*Work to be completed:* Take the records below and copy them exactly.

*Records provided:*
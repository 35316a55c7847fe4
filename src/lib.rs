//! ata-rag - 회의록(ata) 질의응답 하이브리드 RAG
//!
//! LanceDB 벡터 검색 + SQLite FTS5 키워드 검색을 가중 RRF로 결합하고,
//! cross-encoder 재순위화와 질의 확장을 거쳐 근거 기반 답변을 생성합니다.

pub mod cli;
pub mod collector;
pub mod config;
pub mod embedding;
pub mod error;
pub mod extractor;
pub mod knowledge;
pub mod llm;
pub mod rag;
pub mod service;

// Re-exports
pub use config::RagConfig;
pub use embedding::{get_api_key, has_api_key, EmbeddingProvider, OpenAiEmbedding};
pub use error::{ErrorKind, RagError, RagResult};
pub use knowledge::{
    default_chunker, ChunkConfig, Chunker, DenseIndex, EmptyRetriever, HybridRetriever,
    LanceVectorStore, LexicalIndex, MemoryVectorStore, Passage, PassageMetadata, RecordStore,
    RetrievalConfig, RetrievalResult, Retriever, VectorStore,
};
pub use llm::{LanguageModel, ModelBackend, ModelProvider, ModelRegistry};
pub use rag::{AnswerGenerator, QueryAugmenter, RelevanceModel, RerankConfig, Reranker};
pub use service::{AnswerRecord, AtaService, ChatService, SourceMetadata};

*Solution to this problem:*
repository 35316a55c7847fe4
filename src/lib.rs
//! ata-rag - 회의록(ata) 질의응답 하이브리드 RAG
//!
//! LanceDB 벡터 검색 + SQLite FTS5 키워드 검색을 가중 RRF로 결합하고,
//! cross-encoder 재순위화와 질의 확장을 거쳐 근거 기반 답변을 생성합니다.

pub mod cli;
pub mod collector;
pub mod config;
pub mod embedding;
pub mod error;
pub mod extractor;
pub mod knowledge;
pub mod llm;
pub mod rag;
pub mod service;

// Re-exports
pub use config::RagConfig;
pub use embedding::{get_api_key, has_api_key, EmbeddingProvider, OpenAiEmbedding};
pub use error::{ErrorKind, RagError, RagResult};
pub use knowledge::{
    default_chunker, ChunkConfig, Chunker, DenseIndex, EmptyRetriever, HybridRetriever,
    LanceVectorStore, LexicalIndex, MemoryVectorStore, Passage, PassageMetadata, RecordStore,
    RetrievalConfig, RetrievalResult, Retriever, VectorStore,
};
pub use llm::{LanguageModel, ModelBackend, ModelProvider, ModelRegistry};
pub use rag::{AnswerGenerator, QueryAugmenter, RelevanceModel, RerankConfig, Reranker};
pub use service::{AnswerRecord, AtaService, ChatService, SourceMetadata};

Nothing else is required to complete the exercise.